Let's get back to Amy and her lunch mentioned in Chapter 1. She will eat her hamburger, fries, and chocolate shake, but how do these nutrients get to the tissues in the body that need them? Digestion is the process of preparing foods to enter the body. This may sound strange, but any foods inside the digestive system are not yet actually in the body. The digestive system is a long tube (about 30 feet when relaxed) with openings at both ends (Figure 4.1). This tube is contained within the body and anything that enters it must pass into the cells lining the tube in order to get into the body's tissues. As food passes through the digestive tube, it is processed and broken down gradually so that the nutrients (e.g., sugars, proteins, and fats) can be absorbed by microscopic cells. This process occurs through the steps of digestion (including ingestion and propulsion), and absorption.
The hamburger bun, the fries, and the shake contain sugars. Carbohydrates (types of sugars) must be broken down to individual units called monosaccharides. Some sugars, such as the starch in the bread and potatoes, have hundreds of monosaccharides. Other sugars, such as table sugar, the milk in the shake, or beer, have only two sugar units and are called disaccharides. Anything larger than a monosaccharide will not be absorbed through the
digestive tube and will be used by bacteria living in the intestines. As a result of this bacterial metabolism, some people experience abdominal cramping and diarrhea. This occurs when a person is lactose intolerant, which is discussed in Chapter 9.

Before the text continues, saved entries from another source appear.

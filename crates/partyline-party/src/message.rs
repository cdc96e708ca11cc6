//! Decoding server pushes.
//!
//! The server pushes two methods at a party session:
//!
//! - `"message"`: `{"message_type": <string>, "payload": <any>}`. The
//!   message type selects a [`MessageKind`]; the payload is then decoded
//!   into the matching [`PushMessage`] variant.
//! - `"party"`: `{"party": {...}, "members": [...]}`, a full roster
//!   snapshot decoded into a [`RosterSnapshot`].
//!
//! Decoding fails closed. A payload missing a required field becomes a
//! [`PushError`] and is never turned into a half-filled value.

use std::fmt;
use std::str::FromStr;

use serde::Deserialize;
use serde::de::DeserializeOwned;
use serde_json::Value;

use crate::{GameStarted, Party, PartyMember, PushError};

/// Push method carrying typed messages.
pub(crate) const MESSAGE_METHOD: &str = "message";

/// Push method carrying roster snapshots.
pub(crate) const PARTY_METHOD: &str = "party";

// ---------------------------------------------------------------------------
// MessageKind
// ---------------------------------------------------------------------------

/// Every `message_type` a party session understands.
#[derive(Debug, Clone, Copy, PartialEq, Eq, Hash)]
pub enum MessageKind {
    PlayerJoined,
    PlayerLeft,
    GameStarting,
    GameStartFailed,
    GameStarted,
    Custom,
    PartyClosed,
}

impl MessageKind {
    /// All kinds, in wire-table order.
    pub const ALL: [MessageKind; 7] = [
        Self::PlayerJoined,
        Self::PlayerLeft,
        Self::GameStarting,
        Self::GameStartFailed,
        Self::GameStarted,
        Self::Custom,
        Self::PartyClosed,
    ];

    /// The `message_type` string used on the wire.
    pub fn as_str(self) -> &'static str {
        match self {
            Self::PlayerJoined => "player_joined",
            Self::PlayerLeft => "player_left",
            Self::GameStarting => "game_starting",
            Self::GameStartFailed => "game_start_failed",
            Self::GameStarted => "game_started",
            Self::Custom => "custom",
            Self::PartyClosed => "party_closed",
        }
    }

    /// Fields that must be present and non-null in this kind's payload.
    /// Kinds with an opaque payload have none.
    fn required_fields(self) -> &'static [&'static str] {
        match self {
            Self::PlayerJoined | Self::PlayerLeft => &["account", "role"],
            Self::GameStartFailed => &["code", "reason"],
            Self::GameStarted => &["id", "key", "location", "settings"],
            Self::GameStarting | Self::Custom | Self::PartyClosed => &[],
        }
    }
}

impl FromStr for MessageKind {
    type Err = PushError;

    fn from_str(s: &str) -> Result<Self, Self::Err> {
        Self::ALL
            .into_iter()
            .find(|kind| kind.as_str() == s)
            .ok_or_else(|| PushError::UnknownMessageType(s.to_owned()))
    }
}

impl fmt::Display for MessageKind {
    fn fmt(&self, f: &mut fmt::Formatter<'_>) -> fmt::Result {
        f.write_str(self.as_str())
    }
}

// ---------------------------------------------------------------------------
// PushMessage
// ---------------------------------------------------------------------------

/// A decoded `"message"` push.
#[derive(Debug, Clone, PartialEq)]
pub enum PushMessage {
    PlayerJoined(PartyMember),
    PlayerLeft(PartyMember),
    /// The game is being prepared. Payload is forwarded as sent.
    GameStarting(Value),
    GameStartFailed { code: i64, reason: String },
    GameStarted(GameStarted),
    /// A message another member sent with `send_message`.
    Custom(Value),
    /// The party was closed. Payload is whatever the closer attached.
    PartyClosed(Value),
}

#[derive(Deserialize)]
struct StartFailure {
    code: i64,
    reason: String,
}

impl PushMessage {
    /// Decodes the params of a `"message"` push.
    ///
    /// # Errors
    /// - [`PushError::UnknownMessageType`] for a `message_type` outside
    ///   [`MessageKind::ALL`].
    /// - [`PushError::MissingField`] when `message_type` or a required
    ///   payload field is absent or `null`.
    /// - [`PushError::Malformed`] when anything has the wrong type.
    pub fn decode(params: Option<Value>) -> Result<Self, PushError> {
        let Some(Value::Object(mut envelope)) = params else {
            return Err(PushError::malformed(MESSAGE_METHOD, "params must be an object"));
        };

        let kind: MessageKind = match envelope.remove("message_type") {
            Some(Value::String(name)) => name.parse()?,
            None | Some(Value::Null) => {
                return Err(PushError::missing(MESSAGE_METHOD, "message_type"));
            }
            Some(other) => {
                return Err(PushError::malformed(
                    MESSAGE_METHOD,
                    format!("message_type must be a string, got {other}"),
                ));
            }
        };
        let payload = envelope.remove("payload").unwrap_or(Value::Null);

        Ok(match kind {
            MessageKind::PlayerJoined => Self::PlayerJoined(typed(kind, payload)?),
            MessageKind::PlayerLeft => Self::PlayerLeft(typed(kind, payload)?),
            MessageKind::GameStarting => Self::GameStarting(payload),
            MessageKind::GameStartFailed => {
                let StartFailure { code, reason } = typed(kind, payload)?;
                Self::GameStartFailed { code, reason }
            }
            MessageKind::GameStarted => Self::GameStarted(typed(kind, payload)?),
            MessageKind::Custom => Self::Custom(payload),
            MessageKind::PartyClosed => Self::PartyClosed(payload),
        })
    }

    /// Which kind of message this is.
    pub fn kind(&self) -> MessageKind {
        match self {
            Self::PlayerJoined(_) => MessageKind::PlayerJoined,
            Self::PlayerLeft(_) => MessageKind::PlayerLeft,
            Self::GameStarting(_) => MessageKind::GameStarting,
            Self::GameStartFailed { .. } => MessageKind::GameStartFailed,
            Self::GameStarted(_) => MessageKind::GameStarted,
            Self::Custom(_) => MessageKind::Custom,
            Self::PartyClosed(_) => MessageKind::PartyClosed,
        }
    }
}

/// Checks `kind`'s required fields, then deserializes the payload.
fn typed<T: DeserializeOwned>(kind: MessageKind, payload: Value) -> Result<T, PushError> {
    let name = kind.as_str();
    let Value::Object(fields) = &payload else {
        return Err(if payload.is_null() {
            PushError::missing(name, "payload")
        } else {
            PushError::malformed(name, "payload must be an object")
        });
    };

    if let Some(field) = kind
        .required_fields()
        .iter()
        .copied()
        .find(|field| fields.get(*field).is_none_or(Value::is_null))
    {
        return Err(PushError::missing(name, field));
    }

    serde_json::from_value(payload).map_err(|e| PushError::malformed(name, e))
}

// ---------------------------------------------------------------------------
// RosterSnapshot
// ---------------------------------------------------------------------------

/// A decoded `"party"` push: the whole roster at one point in time.
#[derive(Debug, Clone, PartialEq)]
pub struct RosterSnapshot {
    pub party: Party,
    pub members: Vec<PartyMember>,
    /// How many entries of the `members` array were malformed and left out.
    pub skipped: usize,
}

impl RosterSnapshot {
    /// Decodes the params of a `"party"` push.
    ///
    /// The `party` object must decode for the snapshot to be accepted.
    /// Entries of `members` that do not decode are skipped one by one.
    pub fn decode(params: Option<Value>) -> Result<Self, PushError> {
        let Some(Value::Object(mut envelope)) = params else {
            return Err(PushError::malformed(PARTY_METHOD, "params must be an object"));
        };

        let party: Party = match envelope.remove("party") {
            None | Some(Value::Null) => return Err(PushError::missing(PARTY_METHOD, "party")),
            Some(value) => {
                serde_json::from_value(value).map_err(|e| PushError::malformed(PARTY_METHOD, e))?
            }
        };

        let entries = match envelope.remove("members") {
            Some(Value::Array(entries)) => entries,
            None | Some(Value::Null) => return Err(PushError::missing(PARTY_METHOD, "members")),
            Some(_) => {
                return Err(PushError::malformed(PARTY_METHOD, "members must be an array"));
            }
        };

        let total = entries.len();
        let members: Vec<PartyMember> = entries
            .into_iter()
            .enumerate()
            .filter_map(|(index, entry)| match serde_json::from_value(entry) {
                Ok(member) => Some(member),
                Err(e) => {
                    tracing::warn!(party_id = %party.id, index, error = %e, "skipping malformed party member");
                    None
                }
            })
            .collect();

        Ok(Self {
            skipped: total - members.len(),
            party,
            members,
        })
    }
}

The meat in the burger is a good source of protein. Proteins are composed of hundreds of amino acids and must be broken down into individual amino acids in order to be absorbed into the cells lining the digestive tube. The body will use these building blocks to make body proteins. Proteins must be broken down in order to be used by the body.
The beef of the hamburger also contains fats, as does the oil in which the fries are prepared. Fats, also called lipids, may or may not be broken down to get them into the lining cells of the digestive tube. Different types of fats were described in Chapter 2. Cholesterol is absorbed whole, while triglycerides are broken apart every time they must enter or leave a cell. Triglycerides cannot pass through any cell membrane intact, but cholesterol can. Triglycerides are composed of a single glycerol and three fatty acid chains. The fatty acid chains can be either saturated or unsaturated. Saturated fatty acids contain the maximum number of hydrogen atoms, or are saturated with them, while unsaturated fats are missing two or more hydrogen atoms. Because the fatty acid chains are absorbed through the digestive tube "as is," the body will build up a supply of triglycerides that contains whichever type of dietary fatty acids we ingest. If a person eats food high in saturated fatty acids, the fatty acids will be transported to the tissue of the body and stored there. Fats must be mixed with proteins in order to travel in the bloodstream. Otherwise, the combination of these fats and blood would look like Italian salad dressing, with vinegar (blood) on the bottom and oil (fats) on the top. Because these saturated fats separate from the proteins carrying them in the circulatory system more frequently than unsaturated fats, these fats tend to float separately and get stuck in small blood vessels. This may cause a blockage of blood in the heart or around the brain. If this blockage is severe enough, it might cause a heart attack or stroke. Cholesterol can also separate from its protein carrier, adding to the potential blockage of the blood vessels and increasing the risks of heart attack and stroke.